Rank, and therefore automatic handicap are limited to 25k and 9d, however rating points, while limited, extend well beyond both these limits in both directions.

Samraku · July 2, 2020, 11:06pm

So… WHR?

meili_yinhua · July 2, 2020, 11:15pm

Technically Elo/Glicko is supposed to do this through the Expectation vs Actual system, when a game leaves your ratings period in glicko, it doesn’t just disappear – it leaves its effects behind for the next ratings period to do its thing on

KillerDucky · July 2, 2020, 11:33pm

BHydden yes I understand the difference between the cosmetic 25k/9d boundaries and the number behind them, but there is room for mistakes in this area, so I was just checking. What I see looks like it’s probably ok:

return rank_to_rating(rating_to_rank(rating) + handicap) - rating

export function rating_to_rank(rating:number) {
    return Math.log(Math.min(MAX_RATING, Math.max(MIN_RATING, rating)) / 850.0) / 0.032;
}

const MIN_RATING = 100;
const MAX_RATING = 6000;

You can see rating_to_rank does have hard limits, but I think they are outside the cosmetic 25k/9d boundary. So this seems more like a safety in case something pathological is happening to ratings.

BHydden · July 2, 2020, 11:45pm

Correct. the min rating corresponds to something like 100kyu and max something like 30dan lol

gennan · July 3, 2020, 2:56pm

This “less than one stone in the four schools” was for pro ranks, not for amateur ranks (which didn’t even exist back then).
Because of this, the EGF system puts pro ranks 30 GoR apart, while amateur ranks are 100 GoR apart. Note that 100 GoR points difference does not mean 100 Elo points difference. 100 GoR point difference stands for one full stone handicap (~ 13-14 komi points difference in skill) for the whole range of ranks. So pro ranks would be about 0.3 full stones ~ 4-5 komi points difference.

Ofcourse, there is variation in the skill between players of a specific pro rank, but by these estimates the difference between a top pro (let’s say 9p) and a marginal pro (let’s say 1p) would be about 8 x 4.5 points ~ 36 komi points difference in skill.

This is very close to the komi value of a traditional handicap of 3 stones according to KataGo.
A 3 stone handicap was also the handicap a 1p would get from a 9p (Meijin) in the Edo period (the era of those four go schools).

gennan · July 3, 2020, 3:05pm

If that is true then what do those ranks even mean?
Shouldn’t amateur ranks always be separated by a full stone handicap (= 2 stones handicap with black giving komi or no handicap stones with white giving komi)?

I think an average 9d amateur should be able to give an average 1d amateur (according to the same system) 8-9 stones handicap. If a 9d can only give a 1d in the same system a handicap of 6 stones or so, the 9d rank is nonsensical.

Vsotvep · July 3, 2020, 3:14pm

I think ranks are divided by how likely you are to win against an opponent. An equal rank will mean you win about 50% of time, one rank higher, you win about 70%, two ranks 85%, etc.
This can keep being true with dan levels even if the handicap stones do not. A handicap stone is worth more for strong players.

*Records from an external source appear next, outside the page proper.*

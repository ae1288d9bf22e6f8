mod admit_cmd;
mod cli;
mod config;
mod convert;
mod estimate_cmd;
mod logging;
mod pipeline;
mod scalogram_cmd;
mod xscalogram_cmd;

use std::process;

use anyhow::Result;
use clap::Parser;

use crate::cli::{Cli, Command};

fn main() {
    let cli = Cli::parse();
    logging::init(cli.verbose);

    if let Err(e) = run(cli.command) {
        eprintln!("Error: {e:#}");
        process::exit(1);
    }
}

fn run(command: Command) -> Result<()> {
    match command {
        Command::Scalogram(args) => scalogram_cmd::run(args),
        Command::Xscalogram(args) => xscalogram_cmd::run(args),
        Command::Admit(args) => admit_cmd::run(args),
        Command::Estimate(args) => estimate_cmd::run(args),
    }
}
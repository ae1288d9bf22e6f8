//! Low-level NetCDF extraction helpers.

use std::path::Path;

use crate::error::IoError;

/// Open a NetCDF file at `path`, returning [`IoError::FileNotFound`] if the
/// path does not exist on disk.
pub(crate) fn open_file(path: &Path) -> Result<netcdf::File, IoError> {
    if !path.exists() {
        return Err(IoError::FileNotFound {
            path: path.to_path_buf(),
        });
    }
    Ok(netcdf::open(path)?)
}

/// Read a 1-D `f64` variable, trying each alias in order.
///
/// Returns the data from the first alias that matches. If none match,
/// returns [`IoError::MissingVariable`] with the first alias as the name.
pub(crate) fn read_1d_f64(
    file: &netcdf::File,
    aliases: &[&str],
    path: &Path,
) -> Result<Vec<f64>, IoError> {
    for &alias in aliases {
        if let Some(var) = file.variable(alias) {
            return Ok(var.get_values::<f64, _>(..)?);
        }
    }
    Err(missing(aliases, path))
}

/// Read a 2-D `f64` variable (first alias found) and return the flattened
/// data with its shape `[ny, nx]`.
pub(crate) fn read_2d_f64(
    file: &netcdf::File,
    aliases: &[&str],
    path: &Path,
) -> Result<(Vec<f64>, [usize; 2]), IoError> {
    let var = aliases
        .iter()
        .find_map(|&alias| file.variable(alias))
        .ok_or_else(|| missing(aliases, path))?;

    let dims = var.dimensions();
    if dims.len() != 2 {
        return Err(IoError::DimensionMismatch {
            name: format!("{} dimensions", var.name()),
            expected: 2,
            got: dims.len(),
        });
    }
    let ny = dims[0].len();
    let nx = dims[1].len();

    let data = var.get_values::<f64, _>(..)?;
    Ok((data, [ny, nx]))
}

fn missing(aliases: &[&str], path: &Path) -> IoError {
    let name = aliases.first().copied().unwrap_or("unknown");
    IoError::MissingVariable {
        name: name.to_string(),
        path: path.to_path_buf(),
    }
}
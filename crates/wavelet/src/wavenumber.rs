//! Wavenumber coordinates of an FFT-padded domain.

use std::f64::consts::PI;

/// Angular wavenumbers of each FFT bin along x and y.
///
/// Units are rad per unit of the spacing passed to [`WavenumberArrays::new`];
/// the transform passes kilometres, giving rad/km.
#[derive(Clone, Debug)]
pub struct WavenumberArrays {
    kx: Vec<f64>,
    ky: Vec<f64>,
}

impl WavenumberArrays {
    /// Builds the arrays for an `nnx x nny` domain sampled at `dx`, `dy`.
    pub fn new(nnx: usize, nny: usize, dx: f64, dy: f64) -> Self {
        Self {
            kx: fft_wavenumbers(nnx, dx),
            ky: fft_wavenumbers(nny, dy),
        }
    }

    /// Wavenumbers along x, FFT bin order.
    pub fn kx(&self) -> &[f64] {
        &self.kx
    }

    /// Wavenumbers along y, FFT bin order.
    pub fn ky(&self) -> &[f64] {
        &self.ky
    }

    /// Padded domain shape `(nnx, nny)`.
    pub fn shape(&self) -> (usize, usize) {
        (self.kx.len(), self.ky.len())
    }
}

/// Angular wavenumbers for an `n`-point FFT.
///
/// Non-negative for `i = 0..=n/2`, negative for `i = n/2+1..n`.
fn fft_wavenumbers(n: usize, d: f64) -> Vec<f64> {
    let dk = 2.0 * PI / (n as f64 * d);
    (0..n)
        .map(|i| {
            if i <= n / 2 {
                i as f64 * dk
            } else {
                -((n - i) as f64) * dk
            }
        })
        .collect()
}
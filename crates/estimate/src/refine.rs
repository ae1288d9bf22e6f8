//! Nelder-Mead polishing of the best grid node.

use argmin::core::{CostFunction, Executor};
use argmin::solver::neldermead::NelderMead;
use tracing::{debug, warn};

use crate::fit::{Bounds, Misfit};

/// Misfit as a function of `[te, F]` or `[te, F, alpha]`.
struct MisfitCost<'a, 'b> {
    misfit: &'a Misfit<'b>,
    bounds: &'a Bounds,
    fixed_alpha: f64,
}

impl CostFunction for MisfitCost<'_, '_> {
    type Param = Vec<f64>;
    type Output = f64;

    fn cost(&self, p: &Self::Param) -> Result<Self::Output, argmin::core::Error> {
        let inside = p
            .iter()
            .zip(self.bounds.lower.iter().zip(&self.bounds.upper))
            .all(|(v, (lo, hi))| v >= lo && v <= hi);
        if !inside {
            return Ok(f64::MAX);
        }
        let alpha = p.get(2).copied().unwrap_or(self.fixed_alpha);
        let c = self.misfit.chi2(p[0], p[1], alpha);
        Ok(if c.is_finite() { c } else { f64::MAX })
    }
}

/// Runs Nelder-Mead from `start` and returns the minimiser and its misfit.
///
/// Each initial simplex vertex moves one coordinate by its grid step, toward
/// the interior when the step would leave the bounds. Returns `None` if the
/// solver fails.
pub(crate) fn polish(
    misfit: &Misfit<'_>,
    start: &[f64],
    steps: &[f64],
    bounds: &Bounds,
    fixed_alpha: f64,
) -> Option<(Vec<f64>, f64)> {
    let mut simplex = vec![start.to_vec()];
    for (d, &step) in steps.iter().enumerate() {
        let mut vertex = start.to_vec();
        vertex[d] = if start[d] + step <= bounds.upper[d] {
            start[d] + step
        } else {
            start[d] - step
        };
        simplex.push(vertex);
    }

    let cost = MisfitCost {
        misfit,
        bounds,
        fixed_alpha,
    };
    let run = || -> Result<(Vec<f64>, f64), argmin::core::Error> {
        let solver = NelderMead::new(simplex).with_sd_tolerance(1e-10)?;
        let result = Executor::new(cost, solver)
            .configure(|state| state.max_iters(500))
            .run()?;
        let state = result.state();
        let best = state
            .best_param
            .clone()
            .ok_or_else(|| argmin::core::Error::msg("solver returned no parameters"))?;
        Ok((best, state.best_cost))
    };
    match run() {
        Ok((params, cost)) => {
            debug!(?params, cost, "nelder-mead refinement finished");
            Some((params, cost))
        }
        Err(e) => {
            warn!(error = %e, "nelder-mead refinement failed, keeping grid optimum");
            None
        }
    }
}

Suppose we have two DDK’s where one wins about 85% of the time from the other, and two Dans where one wins 85% of the time from the other. Then two handicap stones will make the DDK’s play equal games, but with the Dan players the stronger player might start to lose more games on average, since the two handicaps are more valuable than the two ranks difference.

gennan · July 3, 2020, 3:16pm

Well you may think so, but it isn’t true when one analyses the relation between winrates and handicaps. Only the 50% is true (obviously).